Friday, September 02, 2016

The Lobster (Yorgos Lanthimos)


Shellfishness

Yorgos Lanthimos' The Lobster is his unique brand of bizarre deadpan humor translated into feature-length English. The premise is imaginative: in a faintly futuristic society single adults or freshly single adults are checked into a resort and given forty-five days to find a suitable mate; if they fail, they're turned into animals, literally, the only upside being they have a choice of which.

"--have you thought of what animal you'd like to be if you end up alone?" the protagonist David (Colin Farrell) is asked.

"Yes. A lobster."

"Why a lobster?"

"Because lobsters live for over one hundred years, are blue-blooded like aristocrats, and stay fertile all their lives."

Good answer, never mind that many end up not so much propagating their race as steamed and served with a boat of melted butter. David knows what he wants in case his priority want--a mate to replace the wife that left him--ultimately fails to happen.

Lanthimos has set his black comedy in a seaside resort, a cross between Basil Fawlty's Torquay inn and the Overlook Hotel--an at first glance perfectly comfortable place (actually the 120-year old Parknasilla Hotel, in County Kerry, Ireland) with more than acceptable accommodations (the guests have every need provided for; when things get dull they are handed tranquilizer guns and organized into hunting parties to cull the bands of renegade singles roving the surrounding forest).

About the time when The Lisping Man (John C. Reilley) is accused of masturbating and meted punishment involving a toaster (don't ask), Lanthimos' first major point hits home: never mind the comfy rooms, never mind the highly structured schedule and low-key takeover of nearly every major decision in your life--any appeal this mildly unsettling somewhat charming lifestyle might hold for the viewer flies right out the second floor window when you watch The Lisping Man being punished--painfully--for a minor infraction.

David flees the scene but finds that the renegades' situation isn't much better, despite the plentiful fresh air and enforced outdoor activities: their social structure is designed to avoid physical and emotional intimacy, and kissing is punishable by what's called a ''Red Kiss" (don't ask about that either). Which brings up Lanthimos' second main point--there's not much difference between extremist groups beyond the details; they're all interchangeable, all unbearable.

Bringing us to Lanthimos' third point and big narrative twist: while wandering among the loners and striving to avoid romantic entanglement David falls in love with The Short-Sighted Woman (Rachel Weisz). Man's desires form yet another kind of extremism, with their own perverse rules that demand obedience, never mind the consequences.

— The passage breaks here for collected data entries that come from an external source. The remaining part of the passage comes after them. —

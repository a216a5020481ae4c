//! # zkt-zkp: Proof System Abstraction
//!
//! Proof generation and the underlying field arithmetic belong to an
//! external proving subsystem. This crate fixes the interface the token
//! overlay verifies through.
//!
//! - **Traits** (`traits.rs`): the sealed `ProofSystem` trait.
//! - **Mock** (`mock.rs`): deterministic SHA-256 backend used by tests and
//!   development deployments. Transparent, no privacy.
//! - **Side-load** (`sideload.rs`): the public input/output a token-operation
//!   proof commits to, and the `SideloadedProof` artifact.
//!
//! ## Crate Policy
//!
//! - Depends only on `zkt-core` internally.
//! - No `unsafe`.

pub mod mock;
pub mod sideload;
pub mod traits;

pub use mock::{MockProof, MockProofSystem, MockProvingKey, MockVerifyingKey};
pub use sideload::{
    AccountSnapshot, BackendProvingKey, BackendVerifyingKey, ProofPublicInput, ProofPublicOutput,
    SideloadedProof,
};
pub use traits::{ProofError, ProofSystem, VerifyError};
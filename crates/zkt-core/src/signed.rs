//! Signed amounts on the wire.
//!
//! Balance deltas are `i128` so that a full `u64` magnitude fits with its
//! sign. JSON numbers in `serde_json::Value` stop at the `i64`/`u64`
//! range, so deltas serialize as decimal strings instead. Use with
//! `#[serde(with = "zkt_core::signed")]`.

use serde::{Deserialize, Deserializer, Serializer};

/// Write `value` as a base-10 string.
pub fn serialize<S: Serializer>(value: &i128, s: S) -> Result<S::Ok, S::Error> {
    s.serialize_str(&value.to_string())
}

/// Read a base-10 string.
pub fn deserialize<'de, D: Deserializer<'de>>(d: D) -> Result<i128, D::Error> {
    let text = String::deserialize(d)?;
    text.parse::<i128>()
        .map_err(|e| serde::de::Error::custom(format!("invalid signed amount {text:?}: {e}")))
}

Critics expressed disappointment that the director after setting up such a brilliant concept for his film should allow the narrative to settle down into yet another you-and-me-against-the-world love story. I disagree for two reasons: 1) I find David and his girl (as played by Farrell and Weisz) remarkably persuasive, a pair of childlike lovers deadpanning their melancholy way through an uncaring largely malevolent universe, and 2) I consider Lanthimos' moves here as perverse as anything he has ever done, committed this time not against the audience as a whole but specifically against his fans, who likely wanted more of what they enjoyed in Dogtooth. Granted command of an international production and a cast of mostly Hollywood actors (a talented lot, to be honest) one may want to ask: is he selling out with this second storyline, or parodying a unique filmmaker selling out? I say the latter, if only because he plays the role with such conviction (I know how it sounds: "Is he giving a shallow performance or parodying the idea of a shallow performance? I say the latter, because his shallowness has such conviction").

Don't we often demand that artists hold fast to their 'artistic integrity'--but when they do we complain about their lack of flexibility, of growth? Isn't Lanthimos' defecating in the face of expectations something of a retreat but not really surrender, a reason to celebrate as opposed to condemn? So we end up with a surprisingly poignant love story (in my book) instead of yet another twisted black comedy, as folks were hoping--is this such a bad thing?

For the film Lanthimos applies the spare surrealism of Dogtooth to the lush precipitously coastal landscapes that ring Kenmare Bay. We don't see much of the head-on Wes Anderson-style diorama shots Lanthimos is so fond of, but we do get a sense of the everyday underpinning the bizarre, in this film's case a beautiful resort town swarming with unexplained creatures: donkeys, rabbits, fish, ponies, cats, dogs (by far the most common, being the failed guests' most popular choice), pigs, peacocks, at one point even a camel. Yes, The Lobster is worth seeing, if only for the sight of a camel grazing along a semi-civilized Irish coast.